YOUR TASK> Filter on the word "contains": copy each matching line from the listing below.

PROVIDED ENTRIES>
=== Begin Enclosure ===
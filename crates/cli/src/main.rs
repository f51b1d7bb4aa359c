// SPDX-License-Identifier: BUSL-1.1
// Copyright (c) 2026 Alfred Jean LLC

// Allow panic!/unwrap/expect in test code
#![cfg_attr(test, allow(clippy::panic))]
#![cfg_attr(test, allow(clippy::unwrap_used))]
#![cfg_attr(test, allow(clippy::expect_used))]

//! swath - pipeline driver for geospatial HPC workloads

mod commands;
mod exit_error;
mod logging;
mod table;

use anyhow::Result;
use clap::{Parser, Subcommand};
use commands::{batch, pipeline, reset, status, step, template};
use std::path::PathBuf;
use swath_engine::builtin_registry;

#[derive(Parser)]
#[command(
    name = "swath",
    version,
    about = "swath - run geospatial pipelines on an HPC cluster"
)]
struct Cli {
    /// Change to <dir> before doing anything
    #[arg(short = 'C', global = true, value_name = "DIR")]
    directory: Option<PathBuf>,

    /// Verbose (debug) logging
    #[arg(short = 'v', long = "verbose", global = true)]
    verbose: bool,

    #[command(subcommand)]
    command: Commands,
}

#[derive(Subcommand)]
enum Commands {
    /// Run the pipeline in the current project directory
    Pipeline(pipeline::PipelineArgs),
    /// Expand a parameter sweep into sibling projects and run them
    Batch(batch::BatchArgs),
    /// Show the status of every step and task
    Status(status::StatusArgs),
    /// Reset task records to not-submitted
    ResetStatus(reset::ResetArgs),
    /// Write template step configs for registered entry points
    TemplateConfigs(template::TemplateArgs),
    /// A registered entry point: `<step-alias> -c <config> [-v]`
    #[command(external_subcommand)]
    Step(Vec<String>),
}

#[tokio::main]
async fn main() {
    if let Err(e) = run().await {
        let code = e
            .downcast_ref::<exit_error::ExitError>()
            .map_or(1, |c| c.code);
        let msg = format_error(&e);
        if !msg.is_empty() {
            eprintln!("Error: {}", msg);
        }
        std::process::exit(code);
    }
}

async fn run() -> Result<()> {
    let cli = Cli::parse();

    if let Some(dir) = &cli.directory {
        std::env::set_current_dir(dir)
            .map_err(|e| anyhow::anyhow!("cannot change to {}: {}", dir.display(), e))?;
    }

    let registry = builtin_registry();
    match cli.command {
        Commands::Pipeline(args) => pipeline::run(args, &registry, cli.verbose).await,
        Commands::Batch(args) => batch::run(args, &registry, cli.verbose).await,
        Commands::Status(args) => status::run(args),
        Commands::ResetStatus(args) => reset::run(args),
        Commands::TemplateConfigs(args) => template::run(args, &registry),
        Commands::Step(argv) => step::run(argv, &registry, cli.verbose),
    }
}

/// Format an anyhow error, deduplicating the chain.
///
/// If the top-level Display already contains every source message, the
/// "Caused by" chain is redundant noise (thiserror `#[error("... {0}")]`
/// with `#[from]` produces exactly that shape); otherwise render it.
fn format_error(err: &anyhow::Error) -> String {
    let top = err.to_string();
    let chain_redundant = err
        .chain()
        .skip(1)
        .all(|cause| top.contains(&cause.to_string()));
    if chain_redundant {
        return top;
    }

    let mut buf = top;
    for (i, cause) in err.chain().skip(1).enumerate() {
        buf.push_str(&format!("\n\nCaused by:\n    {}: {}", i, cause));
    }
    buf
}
=== End Enclosure ===
SOLUTION FOR THIS PROBLEM>
/// If the top-level Display already contains every source message, the
        .all(|cause| top.contains(&cause.to_string()));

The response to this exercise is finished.